Written in red, the message on the sign proclaims, "No glass blowing or any hot work until further notice. We have been officially asked to shut down."
In response to concerns about students' safety, the dean of the School of Fine Arts at KU shut down the old stone barn, located on 15th Street west of the main KU campus.
Peter Thompson, dean of fine arts, said some repairs will be made during the summer so students close to graduating will be able to finish their coursework. He refutes rumors that the barn will never reopen.
While students may not do "hot work" like melting and blowing glass, they may continue "cold work" like polishing and grinding.
KU OFFICIALS have several concerns about the barn. Among them are the furnaces, which heat glass to 2,300 degrees. A report says electrical wires "are taped, tied or hung to whatever is nearby." Poor ventilation, small explosions and the layout of the equipment also have been highlighted as problems.
Although he said he regrets having to close the barn students still work in the barn, and there have been meetings there Thompson said he "didn't want to put students at risk."
And while Thompson said glassforming is an "inherently dangerous situation," he said that can't be used as an excuse compromising students' safety. He said there have been some "common sense violations" that can be easily mended.
"Students are casual about injuries," Thompson said. "When you're working with glass, chances are very good that you'll get cut. On the other hand, we want to make sure people are properly trained so that there are no injuries at all."

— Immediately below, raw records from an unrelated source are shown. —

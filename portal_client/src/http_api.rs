//! HTTP implementation of the portal backend.

use crate::config::ClientConfig;
use async_trait::async_trait;
use log::{debug, warn};
use partner_portal::{
    PortalUser,
    api::{
        ApiEnvelope, ApiError, ApiResult, ImpersonationGrant, ImpersonationStatus, PortalApi,
        StopImpersonationGrant,
    },
    auth::{AuthGrant, LoginRequest, RegisterRequest},
};
use reqwest::{RequestBuilder, StatusCode, header};
use serde::{Deserialize, de::DeserializeOwned};
use std::time::Duration;

pub const LOGIN_ENDPOINT: &str = "/users/login";
pub const REGISTER_ENDPOINT: &str = "/users/register";
pub const PROFILE_ENDPOINT: &str = "/users/profile";
pub const IMPERSONATE_ENDPOINT: &str = "/admin/impersonate";
pub const STOP_IMPERSONATION_ENDPOINT: &str = "/admin/stop-impersonation";
pub const IMPERSONATION_STATUS_ENDPOINT: &str = "/admin/impersonation-status";

/// The profile endpoint answers with either the user or `{ "user": ... }`
#[derive(Deserialize)]
#[serde(untagged)]
enum ProfilePayload {
    Wrapped { user: PortalUser },
    Bare(PortalUser),
}

impl From<ProfilePayload> for PortalUser {
    fn from(payload: ProfilePayload) -> Self {
        match payload {
            ProfilePayload::Wrapped { user } | ProfilePayload::Bare(user) => user,
        }
    }
}

/// API client for the portal REST backend
pub struct HttpPortalApi {
    base_url: String,
    client: reqwest::Client,
}

impl HttpPortalApi {
    /// Create a new API client
    ///
    /// # Arguments
    ///
    /// * `base_url` - Backend base URL, e.g. `https://host/api/v1`
    /// * `timeout` - Per-request timeout
    pub fn new(base_url: impl Into<String>, timeout: Duration) -> ApiResult<Self> {
        let client = reqwest::Client::builder()
            .timeout(timeout)
            .build()
            .map_err(|e| ApiError::Transport(format!("Failed to build HTTP client: {}", e)))?;

        Ok(Self {
            base_url: base_url.into().trim_end_matches('/').to_string(),
            client,
        })
    }

    pub fn from_config(config: &ClientConfig) -> ApiResult<Self> {
        Self::new(config.api_url.clone(), config.request_timeout)
    }

    pub fn base_url(&self) -> &str {
        &self.base_url
    }

    fn url(&self, path: &str) -> String {
        format!("{}{}", self.base_url, path)
    }

    /// Send `request` and unwrap the `{status, message, data}` envelope.
    ///
    /// 401 maps to `Unauthorized`, 5xx and connection failures to `Transport`, other
    /// non-success statuses to `Rejected` with the server's message when it sent one.
    async fn send<T: DeserializeOwned>(&self, request: RequestBuilder) -> ApiResult<T> {
        let response = request
            .header(header::ACCEPT, "application/json")
            .send()
            .await
            .map_err(|e| ApiError::Transport(e.to_string()))?;

        let status = response.status();
        if status == StatusCode::UNAUTHORIZED {
            return Err(ApiError::Unauthorized);
        }

        let body = response
            .text()
            .await
            .map_err(|e| ApiError::Transport(format!("Failed to read response: {}", e)))?;

        if status.is_server_error() {
            warn!("Server error {}: {}", status, body);
            return Err(ApiError::Transport(format!("Server error ({})", status)));
        }

        if !status.is_success() {
            let message = serde_json::from_str::<ApiEnvelope<serde_json::Value>>(&body)
                .ok()
                .and_then(|envelope| envelope.message)
                .unwrap_or_else(|| format!("Request failed ({})", status));
            debug!("Request rejected with {}: {}", status, message);
            return Err(ApiError::Rejected {
                status: Some(status.as_u16()),
                message,
            });
        }

        let envelope: ApiEnvelope<T> = serde_json::from_str(&body)
            .map_err(|e| ApiError::Decode(format!("Failed to parse response: {}", e)))?;
        envelope.into_result()
    }
}

#[async_trait]
impl PortalApi for HttpPortalApi {
    async fn login(&self, request: &LoginRequest) -> ApiResult<AuthGrant> {
        self.send(self.client.post(self.url(LOGIN_ENDPOINT)).json(request))
            .await
    }

    async fn register(&self, request: &RegisterRequest) -> ApiResult<AuthGrant> {
        self.send(self.client.post(self.url(REGISTER_ENDPOINT)).json(request))
            .await
    }

    async fn fetch_profile(&self, token: &str) -> ApiResult<PortalUser> {
        let payload: ProfilePayload = self
            .send(self.client.get(self.url(PROFILE_ENDPOINT)).bearer_auth(token))
            .await?;
        Ok(payload.into())
    }

    async fn start_impersonation(
        &self,
        token: &str,
        target_uuid: &str,
    ) -> ApiResult<ImpersonationGrant> {
        let url = self.url(&format!("{}/{}", IMPERSONATE_ENDPOINT, target_uuid));
        self.send(self.client.post(url).bearer_auth(token)).await
    }

    async fn stop_impersonation(&self, token: &str) -> ApiResult<StopImpersonationGrant> {
        self.send(
            self.client
                .post(self.url(STOP_IMPERSONATION_ENDPOINT))
                .bearer_auth(token),
        )
        .await
    }

    async fn impersonation_status(&self, token: &str) -> ApiResult<ImpersonationStatus> {
        self.send(
            self.client
                .get(self.url(IMPERSONATION_STATUS_ENDPOINT))
                .bearer_auth(token),
        )
        .await
    }
}

#[cfg(test)]
mod tests {
    use super::*;

    #[test]
    fn test_base_url_trailing_slash_trimmed() {
        let api = HttpPortalApi::new("http://localhost:5000/api/v1/", Duration::from_secs(1)).unwrap();
        assert_eq!(api.base_url(), "http://localhost:5000/api/v1");
        assert_eq!(api.url(LOGIN_ENDPOINT), "http://localhost:5000/api/v1/users/login");
    }

    #[test]
    fn test_profile_payload_shapes() {
        let bare = r#"{"uuid":"u1","full_name":"A B","email":"a@b.com","role":"user"}"#;
        let wrapped = format!(r#"{{"user":{}}}"#, bare);

        let from_bare: PortalUser = serde_json::from_str::<ProfilePayload>(bare).unwrap().into();
        let from_wrapped: PortalUser = serde_json::from_str::<ProfilePayload>(&wrapped)
            .unwrap()
            .into();
        assert_eq!(from_bare, from_wrapped);
        assert_eq!(from_bare.uuid, "u1");
    }
}
//! Authentication error types.

use crate::api::ApiError;
use crate::store::StoreError;
use thiserror::Error;

/// Authentication and session errors
#[derive(Debug, Error)]
pub enum AuthError {
    /// The backend refused the request and explained why
    #[error("{0}")]
    Rejected(String),

    /// Input failed local validation before any request was sent
    #[error("{0}")]
    Validation(String),

    /// The credential was not accepted (expired or revoked)
    #[error("Your session has expired. Please log in again")]
    Unauthorized,

    /// Connectivity loss, timeout or server failure
    #[error("Network error: {0}")]
    Network(String),

    /// The backend answered with something that could not be understood
    #[error("Unexpected response: {0}")]
    Decode(String),

    /// Persisted session state could not be written
    #[error("Session storage error: {0}")]
    Persistence(#[from] StoreError),

    /// Operation requires a signed-in user
    #[error("Not authenticated")]
    NotAuthenticated,

    /// Session changed while the request was in flight
    #[error("Session changed while the request was in progress")]
    SessionChanged,

    /// Nested impersonation is not allowed
    #[error("Already impersonating {0}. Exit the current impersonation first")]
    AlreadyImpersonating(String),

    /// No impersonation is active
    #[error("Not currently impersonating")]
    NotImpersonating,

    /// Admin tried to impersonate their own account
    #[error("You cannot impersonate yourself")]
    SelfImpersonation,

    /// Impersonation response violated the session invariants
    #[error("Invalid impersonation response: {0}")]
    InvalidImpersonation(String),

    /// Administrative action attempted while viewing the portal as another user
    #[error("You cannot perform {0} while impersonating another user")]
    RestrictedDuringImpersonation(String),
}

impl AuthError {
    /// Get a client-safe error message that doesn't leak internal details
    pub fn client_message(&self) -> String {
        match self {
            AuthError::Persistence(_) => "Could not save your session on this device".to_string(),
            AuthError::Decode(_) => "Unexpected response from the server".to_string(),
            _ => self.to_string(),
        }
    }

    /// Whether this error means the current credential is dead
    pub fn is_unauthorized(&self) -> bool {
        matches!(self, AuthError::Unauthorized)
    }
}

impl From<ApiError> for AuthError {
    fn from(err: ApiError) -> Self {
        match err {
            ApiError::Unauthorized => AuthError::Unauthorized,
            ApiError::Rejected { message, .. } => AuthError::Rejected(message),
            ApiError::Transport(message) => AuthError::Network(message),
            ApiError::Decode(message) => AuthError::Decode(message),
        }
    }
}

/// Result type for authentication operations
pub type AuthResult<T> = Result<T, AuthError>;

THOMPSON said there have been no serious injuries in the barn. One of the changes he would like to see is the layout of the equipment. He said the furnaces might be rebuilt in different locations so the area is more conducive to safe work.
Thompson said he doesn't know at this point how much money will be needed to upgrade the barn. Until all repairs are made, he said the barn probably will not operate at the same level it did before it closed three weeks ago.

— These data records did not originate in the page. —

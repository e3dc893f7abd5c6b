//! Internal modules for the portal client.
//!
//! This library provides the HTTP backend, configuration loading and command
//! parsing used by the portal_client binary.

pub mod commands;
pub mod config;
pub mod http_api;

But Thompson said the school will do enough repairs to "make sure that students who need courses get them."
"We'll do at least that much this summer," he said.
Alison Sheafor, a Topeka senior who's graduating this semester, said she believes some of the problems have been exaggerated.
During a telephone interview from New York, where she was attending a meeting of the Glass Art Society, Sheafor said she was concerned that the barn might never reopen.
SHEAFOR met with Thompson after the barn closed to discuss the problems. She admits there are some minor problems, but she doesn't believe students are at risk in the barn.
"Our track record says it's not really a dangerous place," said Sheafor, who's in the process of building her own glass studio in Topeka.
She said students are well-trained by the glassforming professor, Vernon Brejcha, and she said that if students pay attention to his instructions, they aren't at risk.
Thompson said there are five students who've declared glassforming as their emphasis in the ceramics major. Sheafor said an additional 20 students work in the barn. She said many glass studios are forced to close because of the expenses involved.
"In my opinion, I think if we can get $40,000, the barn will be able to reopen," said Sheafor, who has been blowing glass for five years.
THOMPSON said that if everything that's been pinpointed is fixed, the cost of repairs could total as much as $100,000.
Sheafor said she set up an account with the KU Endowment Association and spread the word among members of the Glass Art Society that donations are needed to make sure Chamney Barn doesn't remain closed.
She said it would be a "grave injustice" if the glass studio closes indefinitely.